EP0366289A1 discloses another erosion-resistant and corrosion-resistant coating for a substrate. According to EP0366289A1, the anti-wear coating is also formed from several multilayer systems applied in a repeating order to the substrate to be coated, each multilayer system in turn comprising two different layers, namely a metallic layer, e.g., titanium, and a ceramic layer, e.g., titanium nitride.
Another erosion-resistant anti-wear coating is known from EP0562108B1. The anti-wear coating disclosed there is in turn formed from several multilayer systems applied in a repeating order to a substrate to be coated. FIG. 4 of EP0562108B1 discloses an anti-wear coating formed from several multilayer systems applied in a repeating order, each multilayer system comprising four layers, namely a ductile layer of tungsten or a tungsten alloy and three hard layers, such that the three hard layers differ with regard to an additional element content.
Against this background, the present invention is based on the problem of creating a novel anti-wear coating and a component comprising such an anti-wear coating.

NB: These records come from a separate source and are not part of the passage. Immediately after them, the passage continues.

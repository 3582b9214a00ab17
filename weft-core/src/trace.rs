//! Trace sink passed into the reader and evaluator

/// Receives diagnostic output from a read or evaluate call.
pub trait TraceWriter: Send + Sync {
    fn error(&self, message: &str);
    fn info(&self, message: &str);
    fn verbose(&self, message: &str);
}

/// Forwards to `tracing` events under the `weft::template` target.
#[derive(Debug, Clone, Copy, Default)]
pub struct TracingTraceWriter;

impl TraceWriter for TracingTraceWriter {
    fn error(&self, message: &str) {
        tracing::error!(target: "weft::template", "{}", message);
    }

    fn info(&self, message: &str) {
        tracing::info!(target: "weft::template", "{}", message);
    }

    fn verbose(&self, message: &str) {
        tracing::debug!(target: "weft::template", "{}", message);
    }
}

/// Discards everything.
#[derive(Debug, Clone, Copy, Default)]
pub struct NullTraceWriter;

impl TraceWriter for NullTraceWriter {
    fn error(&self, _message: &str) {}
    fn info(&self, _message: &str) {}
    fn verbose(&self, _message: &str) {}
}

This problem is solved by improving upon the anti-wear coating mentioned in the introduction through the features of the characterizing part of patent claim 1. According to the invention, all the layers of the/each multilayer system are based on chromium, with a diffusion barrier layer being applied between the surface to be protected and the multilayer system(s).

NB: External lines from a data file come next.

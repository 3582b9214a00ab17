//! Engine configuration

use crate::error::{ConfigError, ConfigResult};
use serde::{Deserialize, Serialize};

pub const DEFAULT_MAX_DEPTH: usize = 50;
pub const DEFAULT_MAX_EVENTS: usize = 1_000_000;
pub const DEFAULT_MAX_BYTES: usize = 10 * 1024 * 1024;
pub const DEFAULT_MAX_ERRORS: usize = 10;
pub const DEFAULT_MAX_ERROR_MESSAGE_LENGTH: usize = 500;

/// Per-call resource limits. Fixed for the lifetime of an engine.
#[derive(Debug, Clone, PartialEq, Eq, Serialize, Deserialize)]
#[serde(default, deny_unknown_fields)]
pub struct TemplateLimits {
    pub max_depth: usize,
    pub max_events: usize,
    pub max_bytes: usize,
    pub max_errors: usize,
    pub max_error_message_length: usize,
}

impl Default for TemplateLimits {
    fn default() -> Self {
        Self {
            max_depth: DEFAULT_MAX_DEPTH,
            max_events: DEFAULT_MAX_EVENTS,
            max_bytes: DEFAULT_MAX_BYTES,
            max_errors: DEFAULT_MAX_ERRORS,
            max_error_message_length: DEFAULT_MAX_ERROR_MESSAGE_LENGTH,
        }
    }
}

/// Engine configuration.
#[derive(Debug, Clone, PartialEq, Eq, Default, Serialize, Deserialize)]
#[serde(default, deny_unknown_fields)]
pub struct TemplateConfig {
    pub limits: TemplateLimits,
    /// Recognize `if`, `elseif`, `else` and `each` directives.
    pub extended_directives: bool,
}

impl TemplateConfig {
    /// Parse a TOML document, e.g.
    ///
    /// ```toml
    /// extended_directives = true
    ///
    /// [limits]
    /// max_depth = 64
    /// ```
    pub fn from_toml_str(source: &str) -> ConfigResult<Self> {
        let config: TemplateConfig = toml::from_str(source).map_err(|e| ConfigError::Parse {
            reason: e.to_string(),
        })?;
        config.validate()?;
        Ok(config)
    }

    /// Defaults overridden by `WEFT_*` environment variables.
    pub fn from_env() -> ConfigResult<Self> {
        let mut config = TemplateConfig::default();
        let limits = &mut config.limits;
        override_usize("WEFT_MAX_DEPTH", &mut limits.max_depth)?;
        override_usize("WEFT_MAX_EVENTS", &mut limits.max_events)?;
        override_usize("WEFT_MAX_BYTES", &mut limits.max_bytes)?;
        override_usize("WEFT_MAX_ERRORS", &mut limits.max_errors)?;
        override_usize(
            "WEFT_MAX_ERROR_MESSAGE_LENGTH",
            &mut limits.max_error_message_length,
        )?;
        if let Ok(value) = std::env::var("WEFT_EXTENDED_DIRECTIVES") {
            config.extended_directives = value == "true" || value == "1";
        }
        config.validate()?;
        Ok(config)
    }

    pub fn validate(&self) -> ConfigResult<()> {
        let limits = &self.limits;
        for (field, value) in [
            ("max_depth", limits.max_depth),
            ("max_events", limits.max_events),
            ("max_bytes", limits.max_bytes),
            ("max_errors", limits.max_errors),
            ("max_error_message_length", limits.max_error_message_length),
        ] {
            if value == 0 {
                return Err(ConfigError::InvalidValue {
                    field: field.to_string(),
                    value: value.to_string(),
                    reason: "must be greater than zero".to_string(),
                });
            }
        }
        Ok(())
    }
}

fn override_usize(name: &str, target: &mut usize) -> ConfigResult<()> {
    let Ok(raw) = std::env::var(name) else {
        return Ok(());
    };
    *target = raw.trim().parse().map_err(|_| ConfigError::InvalidValue {
        field: name.to_string(),
        value: raw.clone(),
        reason: "expected a non-negative integer".to_string(),
    })?;
    Ok(())
}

The inventive anti-wear coating ensures a very good erosion resistance and oxidation resistance. The inventive anti-wear coating has an extremely low influence on the vibration resistance of the coated component. Due to the fact that a diffusion barrier layer is integrated between the component surface and the multilayer system(s), the inventive anti-wear coating has a high thermodynamic stability. The inventive anti-wear coating may be used over a longer period of time at very high temperatures.
The diffusion barrier layer preferably has a mono-nanostructured design and is embodied as a CrN layer in particular.
The inventive component is defined in claim 12.
Preferred further embodiments of the invention are derived from the dependent claims and the following description. Exemplary embodiments of the invention arc explained in greater detail on the basis of the drawings, although the invention is not limited thereto. In the drawings:
The invention proposed here relates to an anti-wear coating for a component, in particular for a gas turbine component, such as a gas turbine blade. It is possible to coat the entire component with the anti-wear coating. It is also possible to coat only selected sections and/or areas of the component with the inventive anti-wear coating.
Thus in the exemplary embodiment according to
The component 10 is preferably formed from a nickel-based alloy, a cobalt-based alloy, an iron-based alloy or a titanium-based alloy. Each layer 14, 15, 16, 17 of each multilayer system 12, 13 of the inventive anti-wear coating is based on chromium.
The layer 14 of the metallic material is thus a Cr layer. The layer 15 of the metal alloy material is a CrNi layer. The layer 16 of the graded metal-ceramic material is a CrAlN1-x layer. The layer 17 of the ceramic material is a CrAlN layer.
Again in the exemplary embodiment in
According to an advantageous further embodiment of the present invention here, the layer 14 and/or the layer 25 of the metallic material comprise(s) at least one phase-stabilizing clement, which may be tungsten (W) and/or tantalum (Ta) and/or niobium (Nb) and/or molybdenum (Mo).
Additionally or alternatively, the layers 16, 26 of the graded metal-ceramic material and the layers 17, 27 of the ceramic material may comprise or be formed from phase-stabilizing elements, such that these phase-stabilizing elements are silicon (Si) and/or titanium (Ti) and/or tantalum (Ta) and/or vanadium (V) and/or molybdenum (Mo) and/or yttrium (Y) and/or tungsten (W).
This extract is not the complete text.